Народные бунты, в разных странах во все времена и при всех формах правления отличаясь хаотичностью, и в Европе были беспощадными,
но не обязательно бессмысленными [89]. Иначе в России. Со времён правления государя Алексея Михайловича, т. е. после Раскола, многие наблюдатели, как в России, так и вне её, отмечали именно бессмысленность и беспощадность «русских бунтов». Последнее, помимо беспризорной удали, с одной стороны, свидетельствует о разрыве сознания верхних слоёв общества и нижних, с другой, говорит о том, что «русскими» они были лишь по названию. Тогда же обозначило себя параллельное развитие культур, характерные особенности которых разнились, приумножались и не испытывали необходимости взаимного обогащения. Налицо было отсутствие диалога между элитой и народной массой. Расстояние между ними увеличивалось с каждым поколением. Из новых реалий выпирали привнесённые качества, прежде мало свойственные русским, а именно: бытовая грубость и социальная безответственность, жестокость и отсутствие чувства меры. Во всём…Так о себе заявило разложение духовной целостности народа.

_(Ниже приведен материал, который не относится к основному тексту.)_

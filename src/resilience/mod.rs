//! Resilience helpers.
//!
//! # Design Decisions
//! - Polling of remote services (discovery) is bounded; no endless retry loops
//! - Jittered backoff prevents thundering herd when a whole cluster boots at once

pub mod backoff;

Забытый нынче писатель XIX в. Александр Эртель, настаивая на социальной организации общества и споря об этом с Львом Толстым, говорил, что «раздать имение нищим – не вся правда. Нужно, чтобы и в моих детях сохранилось то, что есть добро: знание, образованность, целый ряд истинно хороших привычек… …Отдавши имение, отдам ли я действительно всё, чем я обязан людям? Нет, благодаря чужому труду я, кроме имения, обладаю ещё многим другим и этим многим должен делиться с ближним, а не зарывать его в землю…». Вспомним и сейчас актуальные мысли немца, не только обрусевшего, но и свято полюбившего свою новую родину: «Несчастье нашего поколения заключается в том, что у него совершенно отсутствовал интерес к религии, к философии, к искусству и до сих пор отсутствует свободно развитое чувство, свободная мысль… Людям, кроме политических форм и учреждений, нужен “дух”, вера, истина, Бог…». «Социализм, – развивая тему, говорит Эртель, – …может быть только у того народа, где просёлочные дороги обсажены вишнями и вишни бывают целы… Там, …где посадили простую, жалкую ветелку и её выдернут «так себе» и где для сокращения пути на пять саженей проедут на телеге по великолепной ржи, – не барской, а крестьянской, – там может быть Разовщина, Пугачёвщина, всё, что хочешь, а не социализм. …Нельзя всем предписать земледельческий труд, жестокое непротивление злу, самоотречение до уничтожения личности… Сводить всю свою жизнь до роли “самаритянской” я не хочу…». Протестовал Эртель и против другой крайности. Против непреходящего
каждо-личного ощущения вины. Поскольку, не ведя к переменам, но разрушая мир человека, «самоощущение» это создаёт формы психического пораженчества, которое уже не одно столетие – и до сих пор! – продолжает отравлять жизнь Страны. Досталось от Эртеля и русской интеллигенции. Писатель сурово осуждал её за вечный протест – несоотносимый с реальными нуждами, а потому истеричный и бессильный. «Русскому народу и его интеллигенции, прежде всяких попыток осуществления «царства Божия», предстоит ещё создать почву для такого царства, словом и делом водворять сознательный и твёрдо поставленный культурный быт…». Отмечая в русском характере угасшую внутреннюю свободу, на месте которой давно уже свила гнездо идеология духовного непротивленчества, – Эртель звал не «умирать за идею», а осуществлять её для жизни. Односторонний протест «даже в случае победы может принести более зла, нежели добра… Горек, тысячу раз горек деспотизм, но он отнюдь не менее горек, если проистекает от “Феденьки”, а не от Победоносцевых». Провидя будущее, а потому предупреждая общество об опасности «диктатуры пролетариата», Эртель пишет: «Воображаю, что натворили бы “Феденьки” на месте Победоносцевых!». И ведь мы знаем это – натворили, и ещё как!